Yea, I think we could live without this part in the base.
I would much rather see:
myTest := SUnit::TestCase new.
...or as it would be in 90% of the case:
myTest := TestCase new.
...than the above - when doing an explicit instantiation.
Well in both cases, implicit instantiation looks like:
myTest := TestCase new.
In the explicit case they look like:
myTest := (SUnit at: #TestCase) new. "Gemstone style (I think thats right)" myTest := SUnit::TestCase new. "Yours"
For me sticking with the smalltalk looking syntax looks better.

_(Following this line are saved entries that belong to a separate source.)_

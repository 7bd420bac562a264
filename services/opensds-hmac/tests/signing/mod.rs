use http::request::Parts;
use http::{HeaderName, StatusCode};
use mcsign_core::{Context, ErrorKind, Result};
use mcsign_opensds_hmac::{
    Credentials, KeystoneCredentialProvider, RequestSigner, SigningParams,
    StaticCredentialProvider,
};
use pretty_assertions::assert_eq;

use crate::*;

const DATETIME: &str = "20190301T220855Z";
const SCOPE: &str = "access_key/20190301/us-east-1/s3/sign_request";
const SIGNATURE: &str = "f8640cfcd36e79a7eb0d38cc504f256f98ff57398ac7106cf5129fe314ea2f84";

fn static_signer() -> RequestSigner {
    RequestSigner::new(Credentials::new(StaticCredentialProvider::new(
        "access_key",
        "secret_key",
    )))
}

fn params() -> SigningParams {
    SigningParams::from_parts("s3", "us-east-1", DATETIME, "20190301", SCOPE)
}

fn request(uri: &str, headers: &[(&str, &str)]) -> Parts {
    let mut builder = http::Request::get(uri);
    for (k, v) in headers {
        builder = builder.header(*k, *v);
    }
    builder
        .body(())
        .expect("request must be valid")
        .into_parts()
        .0
}

#[tokio::test]
async fn test_canonical_signature_vector() -> Result<()> {
    init_logger();
    let mut req = request(
        "https://s3/us-east-1",
        &[("X-Auth-Date", DATETIME), ("Authorization", "placeholder")],
    );

    let sig = static_signer()
        .sign(&Context::new(), &mut req, b"", &params())
        .await?;

    assert_eq!(sig, SIGNATURE);
    Ok(())
}

#[tokio::test]
async fn test_sign_is_deterministic() -> Result<()> {
    let signer = static_signer();
    let ctx = Context::new();

    let mut first = request("https://s3/bucket/object?x=1", &[("X-Auth-Date", DATETIME)]);
    let mut second = request("https://s3/bucket/object?x=1", &[("X-Auth-Date", DATETIME)]);

    assert_eq!(
        signer.sign(&ctx, &mut first, b"body", &params()).await?,
        signer.sign(&ctx, &mut second, b"body", &params()).await?
    );
    Ok(())
}

#[tokio::test]
async fn test_header_insertion_order_does_not_matter() -> Result<()> {
    let signer = static_signer().with_signed_headers([
        HeaderName::from_static("x-auth-date"),
        HeaderName::from_static("content-type"),
        HeaderName::from_static("x-project-id"),
    ]);
    let ctx = Context::new();

    let mut forward = request(
        "https://gateway/v1/backups",
        &[
            ("X-Auth-Date", DATETIME),
            ("Content-Type", "application/json"),
            ("X-Project-Id", "e5b0f1c2"),
        ],
    );
    let mut backward = request(
        "https://gateway/v1/backups",
        &[
            ("X-Project-Id", "e5b0f1c2"),
            ("Content-Type", "application/json"),
            ("X-Auth-Date", DATETIME),
        ],
    );

    assert_eq!(
        signer.sign(&ctx, &mut forward, b"{}", &params()).await?,
        signer.sign(&ctx, &mut backward, b"{}", &params()).await?
    );
    Ok(())
}

#[tokio::test]
async fn test_query_reencoding_is_idempotent() -> Result<()> {
    let signer = static_signer();
    let ctx = Context::new();
    let mut req = request(
        "https://gateway/v1/backups?name=a+b&limit=10&name=%7Ez",
        &[("X-Auth-Date", DATETIME)],
    );

    let first = signer.sign(&ctx, &mut req, b"", &params()).await?;
    let canonical = req.uri.to_string();
    assert_eq!(
        canonical,
        "https://gateway/v1/backups?limit=10&name=a%20b&name=~z"
    );

    let second = signer.sign(&ctx, &mut req, b"", &params()).await?;
    assert_eq!(first, second);
    assert_eq!(req.uri.to_string(), canonical);
    Ok(())
}

#[tokio::test]
async fn test_signed_header_names_are_case_insensitive() -> Result<()> {
    let ctx = Context::new();
    let mut lower = request("https://s3/us-east-1", &[("x-auth-date", DATETIME)]);
    let mut upper = request("https://s3/us-east-1", &[("X-AUTH-DATE", DATETIME)]);

    let signer = static_signer();
    assert_eq!(signer.sign(&ctx, &mut lower, b"", &params()).await?, SIGNATURE);
    assert_eq!(signer.sign(&ctx, &mut upper, b"", &params()).await?, SIGNATURE);
    Ok(())
}

#[tokio::test]
async fn test_sign_with_keystone_credentials() -> Result<()> {
    let mock = MockHttpSend::new([list_credentials(StatusCode::OK, credential_listing())]);
    let ctx = context(&mock);
    let signer = RequestSigner::new(Credentials::new(KeystoneCredentialProvider::new(
        token_client(),
        "access_key",
    )));

    let mut req = request("https://s3/us-east-1", &[("X-Auth-Date", DATETIME)]);
    assert_eq!(signer.sign(&ctx, &mut req, b"", &params()).await?, SIGNATURE);
    Ok(())
}

#[tokio::test]
async fn test_sign_fails_before_touching_request_on_missing_credential() {
    let mock = MockHttpSend::new([list_credentials(StatusCode::OK, credential_listing())]);
    let ctx = context(&mock);
    let signer = RequestSigner::new(Credentials::new(KeystoneCredentialProvider::new(
        token_client(),
        "revoked_key",
    )));

    let mut req = request("https://s3/bucket?b=1&a=2", &[("X-Auth-Date", DATETIME)]);
    let err = signer
        .sign(&ctx, &mut req, b"", &params())
        .await
        .expect_err("sign must fail");

    assert_eq!(err.kind(), ErrorKind::CredentialMissing);
    assert_eq!(req.uri.to_string(), "https://s3/bucket?b=1&a=2");
}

I know people are pretty divided on this one (not sure who is the majority).
One IMHO *very* important difference with the GemStone solution is that GemStone code can bind differently when recompiled!! In my proposal all references are fully qualified in the source so they will always bind to a specific key in a specific named space. The only way to get a different result is if you have changed the value of the key - or indeed has put some other namespace at the same name (highly unlikely).
In the multi-user case you would *want* it too, since different people have different rights. But I'm good with leaving all that out of the base and make it downloadable.
And I am with you on not making namespaces so granular. Sometimes, even with python, if the problem is small enough most of the code is import statements. One of the things I like about smalltalk is that it isn't like that.